9 - 16 Kasım arasında Van depremzedelerine psikolojik destek verilmesi çalışmalarına katılan Doğuş Üniversitesi Psikoloji Bölümü Öğretim Üyesi Yrd. Doç. Dr. Aslı Çarkoğlu, bölgede travma sonrası durum değerlendirmesi, depremzedelerle birebir görüşme, çocuk ve gençlere özel etkinliklerle moral ve motivasyonun artırılması gibi çalışmalar yürüttüklerini belirtti. Çarkoğlu, uzun vadede yaşanabilecek psikolojik sorunların oluşmasını engelleme ve erkenden çözme adına yapılan bu çalışmaların oldukça önemli olduğunu ifade etti.
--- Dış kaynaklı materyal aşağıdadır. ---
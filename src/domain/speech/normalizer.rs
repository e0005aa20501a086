use super::language::{LanguageCode, LanguageIdentifier};
use super::numbers;
use once_cell::sync::Lazy;
use regex::{Captures, Regex};
use std::sync::Arc;

/// "3/4", and slash-joined chains such as dates ("1/2/3") as one match
static FRACTION_PATTERN: Lazy<Regex> = Lazy::new(|| Regex::new(r"\b\d+(?:/\d+)+\b").unwrap());
static INTEGER_PATTERN: Lazy<Regex> = Lazy::new(|| Regex::new(r"\b\d+\b").unwrap());
static DECIMAL_DIGIT: Lazy<Regex> = Lazy::new(|| Regex::new(r"^\p{Nd}$").unwrap());

/// Words on each side of a number used to pick its spelling language
const CONTEXT_WORDS: usize = 4;

/// Rewrites text into a form a TTS voice reads naturally: fractions become
/// "X out of Y" and bare integers become words in the language around them.
pub struct Normalizer {
    identifier: Arc<LanguageIdentifier>,
}

impl Normalizer {
    pub fn new(identifier: Arc<LanguageIdentifier>) -> Self {
        Self { identifier }
    }

    pub fn normalize(&self, text: &str) -> String {
        if !text.chars().any(is_decimal_digit) {
            return text.to_string();
        }

        // Fractions first, so "3/4" is not read as two unrelated numbers
        let with_fractions = FRACTION_PATTERN.replace_all(text, |caps: &Captures| {
            let whole = caps.get(0).map(|m| (m.start(), m.end())).unwrap_or((0, 0));
            let language = self.spelling_language(text, whole.0, whole.1);
            let parts: Vec<String> = caps[0]
                .split('/')
                .map(|part| self.spell(part, language))
                .collect();
            match parts.as_slice() {
                [numerator, denominator] => format!(
                    "{} {} {}",
                    numerator,
                    fraction_connector(language),
                    denominator
                ),
                // Dates and version-like chains are read part by part
                _ => parts.join(" "),
            }
        });

        let with_numbers = INTEGER_PATTERN.replace_all(&with_fractions, |caps: &Captures| {
            let token = caps.get(0).map(|m| (m.start(), m.end())).unwrap_or((0, 0));
            let language = self.spelling_language(&with_fractions, token.0, token.1);
            self.spell(&caps[0], language)
        });

        with_numbers.into_owned()
    }

    /// Language of the words around `text[start..end]`, limited to languages we can spell
    fn spelling_language(&self, text: &str, start: usize, end: usize) -> LanguageCode {
        let context = context_window(text, start, end);
        let detected = self.identifier.resolve(&context);
        if numbers::can_spell(detected) {
            return detected;
        }

        let fallback = self.identifier.default_language();
        if numbers::can_spell(fallback) {
            fallback
        } else {
            LanguageCode::English
        }
    }

    fn spell(&self, digits: &str, language: LanguageCode) -> String {
        let Some(ascii) = to_ascii_digits(digits) else {
            return digits.to_string();
        };
        numbers::spell_digits(&ascii, language)
            .or_else(|| numbers::spell_digits(&ascii, LanguageCode::English))
            .unwrap_or_else(|| digits.to_string())
    }
}

fn is_decimal_digit(c: char) -> bool {
    let mut buf = [0u8; 4];
    DECIMAL_DIGIT.is_match(c.encode_utf8(&mut buf))
}

/// Value of a decimal digit in any script. Each script's digits are a
/// contiguous zero-to-nine run of code points.
fn digit_value(c: char) -> Option<u32> {
    if let Some(d) = c.to_digit(10) {
        return Some(d);
    }
    if !is_decimal_digit(c) {
        return None;
    }

    let mut zero = c as u32;
    while let Some(prev) = zero.checked_sub(1).and_then(char::from_u32) {
        if !is_decimal_digit(prev) {
            break;
        }
        zero -= 1;
    }
    Some((c as u32 - zero) % 10)
}

fn to_ascii_digits(digits: &str) -> Option<String> {
    digits
        .chars()
        .map(|c| digit_value(c).and_then(|d| char::from_digit(d, 10)))
        .collect()
}

fn fraction_connector(language: LanguageCode) -> &'static str {
    match language {
        LanguageCode::Spanish => "de",
        _ => "out of",
    }
}

/// Up to `CONTEXT_WORDS` words before and after the span, digits excluded
fn context_window(text: &str, start: usize, end: usize) -> String {
    let is_word = |w: &&str| w.chars().any(char::is_alphabetic);

    let mut before: Vec<&str> = text[..start]
        .split_whitespace()
        .rev()
        .filter(is_word)
        .take(CONTEXT_WORDS)
        .collect();
    before.reverse();

    let after = text[end..]
        .split_whitespace()
        .filter(is_word)
        .take(CONTEXT_WORDS);

    before.into_iter().chain(after).collect::<Vec<_>>().join(" ")
}
use base64::{engine::general_purpose, Engine as _};
use serde_json::Value;

/// Assert the bytes are a mono 16-bit WAV file and return its sample count
pub fn assert_wav(bytes: &[u8]) -> usize {
    assert!(bytes.len() > 44, "WAV too short: {} bytes", bytes.len());
    assert_eq!(&bytes[0..4], b"RIFF", "Missing RIFF header");
    assert_eq!(&bytes[8..12], b"WAVE", "Missing WAVE marker");

    let reader = hound::WavReader::new(std::io::Cursor::new(bytes)).expect("Invalid WAV");
    let spec = reader.spec();
    assert_eq!(spec.channels, 1, "Expected mono audio");
    assert_eq!(spec.bits_per_sample, 16, "Expected 16-bit samples");
    reader.len() as usize
}

/// Assert the shape of a /api/learn response
pub fn assert_learn_response(body: &Value) {
    assert!(
        body.get("session_id").and_then(|v| v.as_str()).is_some(),
        "Missing session_id field"
    );
    assert!(
        body.get("response").and_then(|v| v.as_str()).is_some(),
        "Missing response field"
    );
    assert!(body.get("audio").is_some(), "audio field must always be present");
    assert!(
        body.get("turn").and_then(|v| v.as_u64()).is_some(),
        "Missing turn field"
    );
}

/// Decode the base64 audio of a /api/learn response
pub fn decode_audio(body: &Value) -> Vec<u8> {
    let encoded = body
        .get("audio")
        .and_then(|v| v.as_str())
        .expect("Expected base64 audio");
    general_purpose::STANDARD
        .decode(encoded)
        .expect("Audio is not valid base64")
}
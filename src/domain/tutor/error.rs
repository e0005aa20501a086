use crate::error::AppError;

#[derive(Debug, thiserror::Error)]
pub enum TutorServiceError {
    #[error("upstream model error: {0}")]
    Upstream(String),
    #[error("invalid input: {0}")]
    Invalid(String),
    #[error("audio unavailable: {0}")]
    Audio(String),
    #[error(transparent)]
    Other(#[from] anyhow::Error),
}

impl From<TutorServiceError> for AppError {
    fn from(err: TutorServiceError) -> Self {
        match err {
            TutorServiceError::Upstream(msg) => AppError::ExternalService(msg),
            TutorServiceError::Invalid(msg) => AppError::BadRequest(msg),
            TutorServiceError::Audio(msg) => AppError::ExternalService(msg),
            TutorServiceError::Other(e) => AppError::Internal(e.to_string()),
        }
    }
}
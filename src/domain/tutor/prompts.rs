//! Prompt templates and sampling settings for the tutoring conversation.

pub const LESSON_SYSTEM_PROMPT: &str = "You are a Spanish teacher. Teach me 20 basic Spanish words \
through conversation. Score my responses (1-5). Use format: Español sentence (English translation); \
Begin simple.";
pub const LESSON_MAX_TOKENS: u32 = 100;
pub const LESSON_TEMPERATURE: f32 = 0.01;

pub const FEEDBACK_SYSTEM_PROMPT: &str = "You are an AI language learning assistant tasked with \
providing feedback and evaluation for Spanish learners.";
pub const FEEDBACK_MAX_TOKENS: u32 = 150;
pub const FEEDBACK_TEMPERATURE: f32 = 0.0;

pub const SUMMARY_SYSTEM_PROMPT: &str = "You keep notes for a Spanish teacher. Be brief and factual.";
pub const SUMMARY_MAX_TOKENS: u32 = 120;
pub const SUMMARY_TEMPERATURE: f32 = 0.0;

pub fn lesson_message(summary: Option<&str>, context: &str, prompt: &str) -> String {
    match summary {
        Some(summary) => format!(
            "Lesson summary so far: {}\n\nContext: {}\n\n{}",
            summary, context, prompt
        ),
        None => format!("Context: {}\n\n{}", context, prompt),
    }
}

pub fn feedback_message(context: &str) -> String {
    format!(
        "Here's the context of a Spanish learning conversation:\n\n{}\n\n\
         Based on this conversation, please provide:\n\
         1. Español words learned\n\
         2. Overall evaluation score (1-5) of the learner's progress\n\
         3. Very short constructive feedback and suggestions for improvement",
        context
    )
}

pub fn summary_message(context: &str, latest_reply: &str) -> String {
    format!(
        "Summarize this Spanish lesson in under 80 words: the Spanish words covered, the learner's \
         recurring mistakes and their latest score.\n\nConversation:\n{}\nassistant: {}",
        context, latest_reply
    )
}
Çarkoğlu, soğuk ve yağışlı hava koşullarının depremzedelerin yaşamını çok zorlaştırdığına dikkat çekerek, "Kızılay görevlileri özverili bir şekilde olabildiğince hızlı çalışıyor ama herkes o kadar çok şey kaybetmiş durumda ki ne yapılırsa aslında 'dahası'na ihtiyaç var. Yetersiz kalınan durumlar bu yüzden ortaya çıkıyor. Örneğin ayakkabı ya da palto alıyor depremzede ama ıslanıyor, kurutacak yeri yok, o şekilde de kullanamıyor dolayısıyla haklı olarak yedeğine ihtiyaç duyuyor. Ama bunu 'yardım yapılmıyor' ya da 'yardım dağıtılmıyor' ile karıştırmamak gerekir" dedi.

Depremzedelerin tek isteğinin en kısa sürede normal yaşamlarına dönmek olduğunun altını çizen Çarkoğlu, "Akşam 8'de yatıp sabah 6'da kalkıyorsunuz. Her şey tuhaf bir düzende ilerliyor ve insanlar buna alışmakta zorlanıyorlar" vurgusunu yaptı. Kendisinin bölgede bulunduğu dönemde çocukların bir an önce okulların açılmasını istediğini belirten Çarkoğlu, "Ben hayatımda bu kadar çok 'Okullar açılsın' diyen çocuğu bir arada görmemiştim" diyerek, şöyle devam etti:

"Kimse ne yapabilirim diye düşünmemeli hem maddi hem de manevi yardım devam etmeli. Çünkü normal yaşama dönene kadar yardımların sürekli hale gelmesine ihtiyaç var. Yaşamını yitirenleri gömmekle deprem bitmiyor, aslında sonrasında yapılacak daha çok şey var. Orada bulunduğumuz süre içinde görüştüğümüz tüm depremzedeler 'Sıcak evinizi bırakıp geldiniz, sağolun' diye müthiş bir minnet duygusuyla yaklaştı bize. Oysa olması gereken buydu, normal bir şey yaptık. Hepimizin yapması gereken onlara destek olmak. Van'ı unutmamak gerek."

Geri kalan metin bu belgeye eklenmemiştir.